Could you count how many lines of the data include "GetSingleExperienceService" and answer with the number only?

◇ ◇ ◇ ◇ ◇

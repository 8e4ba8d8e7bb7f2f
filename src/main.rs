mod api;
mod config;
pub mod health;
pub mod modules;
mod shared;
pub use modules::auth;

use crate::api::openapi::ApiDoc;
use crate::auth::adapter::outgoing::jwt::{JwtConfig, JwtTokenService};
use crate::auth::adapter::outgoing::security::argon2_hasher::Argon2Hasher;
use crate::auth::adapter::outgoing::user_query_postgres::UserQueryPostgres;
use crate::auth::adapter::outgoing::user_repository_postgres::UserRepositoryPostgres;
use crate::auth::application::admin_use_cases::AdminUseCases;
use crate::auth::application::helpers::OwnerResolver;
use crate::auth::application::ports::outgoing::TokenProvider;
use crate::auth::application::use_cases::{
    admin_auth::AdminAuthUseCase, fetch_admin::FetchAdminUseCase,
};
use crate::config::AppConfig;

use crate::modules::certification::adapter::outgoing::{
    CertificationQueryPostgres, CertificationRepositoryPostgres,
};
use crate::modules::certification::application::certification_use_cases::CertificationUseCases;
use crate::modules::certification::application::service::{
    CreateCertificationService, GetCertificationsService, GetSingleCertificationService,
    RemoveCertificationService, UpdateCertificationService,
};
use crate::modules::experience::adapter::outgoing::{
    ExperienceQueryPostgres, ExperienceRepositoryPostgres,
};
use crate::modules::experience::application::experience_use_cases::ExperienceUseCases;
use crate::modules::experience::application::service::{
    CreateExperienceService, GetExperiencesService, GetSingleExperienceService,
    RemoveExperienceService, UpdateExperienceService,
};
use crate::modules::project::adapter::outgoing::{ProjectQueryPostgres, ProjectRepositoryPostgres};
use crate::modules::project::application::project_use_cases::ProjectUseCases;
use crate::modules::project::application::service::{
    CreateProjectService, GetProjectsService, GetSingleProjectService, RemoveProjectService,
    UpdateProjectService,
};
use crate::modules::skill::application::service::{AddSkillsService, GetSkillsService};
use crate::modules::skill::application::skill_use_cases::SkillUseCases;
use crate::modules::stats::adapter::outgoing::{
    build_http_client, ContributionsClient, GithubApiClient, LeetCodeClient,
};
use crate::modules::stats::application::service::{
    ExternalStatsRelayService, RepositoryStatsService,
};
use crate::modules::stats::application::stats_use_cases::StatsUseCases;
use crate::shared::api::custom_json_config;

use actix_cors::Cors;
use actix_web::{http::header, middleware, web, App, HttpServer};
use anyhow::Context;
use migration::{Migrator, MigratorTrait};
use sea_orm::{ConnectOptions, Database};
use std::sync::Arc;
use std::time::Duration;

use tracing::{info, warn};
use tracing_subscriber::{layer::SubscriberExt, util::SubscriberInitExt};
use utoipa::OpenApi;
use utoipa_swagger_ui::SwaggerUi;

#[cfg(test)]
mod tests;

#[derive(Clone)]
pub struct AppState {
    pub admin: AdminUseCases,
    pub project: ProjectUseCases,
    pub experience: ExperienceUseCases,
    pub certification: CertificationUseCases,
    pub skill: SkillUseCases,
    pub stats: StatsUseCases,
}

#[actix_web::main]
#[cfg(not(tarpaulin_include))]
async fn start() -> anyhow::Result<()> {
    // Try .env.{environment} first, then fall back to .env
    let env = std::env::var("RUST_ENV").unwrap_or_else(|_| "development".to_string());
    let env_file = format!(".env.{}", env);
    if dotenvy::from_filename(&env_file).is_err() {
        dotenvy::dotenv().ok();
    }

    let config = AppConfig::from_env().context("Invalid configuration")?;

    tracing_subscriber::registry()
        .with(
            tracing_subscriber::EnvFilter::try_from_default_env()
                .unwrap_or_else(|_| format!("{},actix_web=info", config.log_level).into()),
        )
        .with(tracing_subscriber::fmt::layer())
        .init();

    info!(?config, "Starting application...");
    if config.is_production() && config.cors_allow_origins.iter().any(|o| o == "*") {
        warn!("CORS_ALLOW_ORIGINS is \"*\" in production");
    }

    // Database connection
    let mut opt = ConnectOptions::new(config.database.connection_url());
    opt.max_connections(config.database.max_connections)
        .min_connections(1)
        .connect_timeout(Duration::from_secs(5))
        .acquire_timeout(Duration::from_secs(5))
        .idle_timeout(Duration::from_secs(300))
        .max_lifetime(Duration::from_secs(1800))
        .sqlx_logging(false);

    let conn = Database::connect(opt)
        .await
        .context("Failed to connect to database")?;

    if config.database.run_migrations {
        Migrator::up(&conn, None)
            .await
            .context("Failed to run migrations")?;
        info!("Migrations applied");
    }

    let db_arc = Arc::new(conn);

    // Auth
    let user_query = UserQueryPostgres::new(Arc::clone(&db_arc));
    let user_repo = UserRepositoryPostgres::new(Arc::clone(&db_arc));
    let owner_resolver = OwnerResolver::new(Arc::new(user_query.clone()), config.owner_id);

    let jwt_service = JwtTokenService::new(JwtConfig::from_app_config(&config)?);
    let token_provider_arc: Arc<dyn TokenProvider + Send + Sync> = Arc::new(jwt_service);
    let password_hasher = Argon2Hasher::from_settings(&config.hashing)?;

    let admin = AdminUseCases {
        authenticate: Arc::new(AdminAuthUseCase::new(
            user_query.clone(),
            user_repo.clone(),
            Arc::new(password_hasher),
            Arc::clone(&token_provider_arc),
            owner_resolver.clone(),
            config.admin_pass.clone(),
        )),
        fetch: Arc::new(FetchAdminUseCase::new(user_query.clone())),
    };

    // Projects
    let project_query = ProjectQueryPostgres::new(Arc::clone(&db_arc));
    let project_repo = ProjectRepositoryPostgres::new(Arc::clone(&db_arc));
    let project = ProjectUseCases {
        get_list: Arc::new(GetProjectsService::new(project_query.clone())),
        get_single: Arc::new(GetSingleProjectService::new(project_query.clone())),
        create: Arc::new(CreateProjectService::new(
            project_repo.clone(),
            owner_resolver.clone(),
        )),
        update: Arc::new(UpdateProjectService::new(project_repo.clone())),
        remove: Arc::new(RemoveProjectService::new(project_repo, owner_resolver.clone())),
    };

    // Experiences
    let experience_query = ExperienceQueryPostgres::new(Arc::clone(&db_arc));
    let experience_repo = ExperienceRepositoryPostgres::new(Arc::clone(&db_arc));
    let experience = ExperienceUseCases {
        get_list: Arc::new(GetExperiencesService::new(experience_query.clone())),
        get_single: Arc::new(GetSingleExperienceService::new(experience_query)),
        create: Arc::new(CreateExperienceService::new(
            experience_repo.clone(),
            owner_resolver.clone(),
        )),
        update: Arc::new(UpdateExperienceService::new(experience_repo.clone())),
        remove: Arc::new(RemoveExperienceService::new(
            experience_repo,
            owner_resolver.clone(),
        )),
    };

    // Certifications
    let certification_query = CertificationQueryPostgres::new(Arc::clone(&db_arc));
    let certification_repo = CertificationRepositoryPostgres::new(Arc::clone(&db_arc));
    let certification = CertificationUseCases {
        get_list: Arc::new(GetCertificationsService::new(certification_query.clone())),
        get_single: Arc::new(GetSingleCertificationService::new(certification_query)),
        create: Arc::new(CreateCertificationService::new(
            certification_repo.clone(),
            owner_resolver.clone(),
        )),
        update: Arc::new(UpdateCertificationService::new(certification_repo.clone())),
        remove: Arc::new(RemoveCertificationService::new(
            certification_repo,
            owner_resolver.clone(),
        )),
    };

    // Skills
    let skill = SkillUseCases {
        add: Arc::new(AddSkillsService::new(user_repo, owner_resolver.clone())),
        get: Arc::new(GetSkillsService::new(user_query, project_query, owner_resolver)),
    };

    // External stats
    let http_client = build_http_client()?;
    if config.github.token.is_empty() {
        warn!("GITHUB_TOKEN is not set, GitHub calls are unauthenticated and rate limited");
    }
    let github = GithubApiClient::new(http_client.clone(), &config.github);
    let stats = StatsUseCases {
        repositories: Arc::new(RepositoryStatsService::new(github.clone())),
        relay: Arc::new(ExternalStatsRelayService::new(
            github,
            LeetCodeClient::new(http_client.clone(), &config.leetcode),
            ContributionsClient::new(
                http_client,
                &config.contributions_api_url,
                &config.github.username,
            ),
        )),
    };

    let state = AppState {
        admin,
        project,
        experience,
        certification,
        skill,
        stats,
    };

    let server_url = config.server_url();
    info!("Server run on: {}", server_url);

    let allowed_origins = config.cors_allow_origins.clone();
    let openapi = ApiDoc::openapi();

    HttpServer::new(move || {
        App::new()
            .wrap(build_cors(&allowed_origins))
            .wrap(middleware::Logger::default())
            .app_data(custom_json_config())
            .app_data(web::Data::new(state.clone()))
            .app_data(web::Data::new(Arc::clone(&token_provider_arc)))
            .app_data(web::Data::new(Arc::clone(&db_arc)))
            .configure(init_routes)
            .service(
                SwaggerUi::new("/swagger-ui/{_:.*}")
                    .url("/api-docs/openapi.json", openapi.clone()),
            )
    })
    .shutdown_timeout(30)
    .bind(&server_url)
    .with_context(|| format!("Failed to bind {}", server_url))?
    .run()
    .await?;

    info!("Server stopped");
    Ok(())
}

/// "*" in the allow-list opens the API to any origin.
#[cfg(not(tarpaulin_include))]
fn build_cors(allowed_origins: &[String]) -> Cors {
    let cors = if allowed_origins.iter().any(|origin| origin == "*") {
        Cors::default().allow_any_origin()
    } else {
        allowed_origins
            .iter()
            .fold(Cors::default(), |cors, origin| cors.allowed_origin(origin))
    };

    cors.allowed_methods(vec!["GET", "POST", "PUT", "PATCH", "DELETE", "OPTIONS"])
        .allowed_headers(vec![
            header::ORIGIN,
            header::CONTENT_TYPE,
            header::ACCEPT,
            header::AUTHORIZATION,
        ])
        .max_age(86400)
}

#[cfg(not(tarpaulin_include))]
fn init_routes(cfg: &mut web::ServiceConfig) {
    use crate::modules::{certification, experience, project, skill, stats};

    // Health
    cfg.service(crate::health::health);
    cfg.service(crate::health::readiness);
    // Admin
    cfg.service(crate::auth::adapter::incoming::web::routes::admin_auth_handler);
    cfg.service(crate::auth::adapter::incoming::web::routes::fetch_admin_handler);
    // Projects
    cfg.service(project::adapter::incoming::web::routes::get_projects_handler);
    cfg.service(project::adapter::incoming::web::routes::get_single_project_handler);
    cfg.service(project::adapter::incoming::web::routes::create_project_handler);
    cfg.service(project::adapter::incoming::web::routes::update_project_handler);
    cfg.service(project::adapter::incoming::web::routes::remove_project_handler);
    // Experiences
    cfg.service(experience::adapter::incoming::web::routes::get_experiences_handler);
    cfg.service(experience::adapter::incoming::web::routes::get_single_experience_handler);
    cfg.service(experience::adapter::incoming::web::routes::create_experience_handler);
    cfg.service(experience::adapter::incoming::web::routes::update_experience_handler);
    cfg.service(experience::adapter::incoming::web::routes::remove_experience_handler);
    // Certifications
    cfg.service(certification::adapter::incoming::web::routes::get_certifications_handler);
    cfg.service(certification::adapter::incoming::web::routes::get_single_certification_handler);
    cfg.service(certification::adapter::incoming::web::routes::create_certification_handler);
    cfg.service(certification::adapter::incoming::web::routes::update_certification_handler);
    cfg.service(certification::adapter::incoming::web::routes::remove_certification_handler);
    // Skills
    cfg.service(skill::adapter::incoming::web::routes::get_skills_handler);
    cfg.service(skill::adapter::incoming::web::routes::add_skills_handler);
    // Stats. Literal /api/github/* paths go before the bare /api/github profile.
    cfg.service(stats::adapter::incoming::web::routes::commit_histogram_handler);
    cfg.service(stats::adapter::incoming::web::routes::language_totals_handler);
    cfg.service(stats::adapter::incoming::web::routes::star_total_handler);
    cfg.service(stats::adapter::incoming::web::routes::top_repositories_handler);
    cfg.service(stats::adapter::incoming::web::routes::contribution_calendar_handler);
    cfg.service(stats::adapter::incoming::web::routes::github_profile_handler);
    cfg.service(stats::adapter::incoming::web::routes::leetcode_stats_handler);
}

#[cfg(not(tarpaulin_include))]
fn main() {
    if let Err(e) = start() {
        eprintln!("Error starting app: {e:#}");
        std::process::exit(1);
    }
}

◇ ◇ ◇ ◇ ◇

# Answer below:
2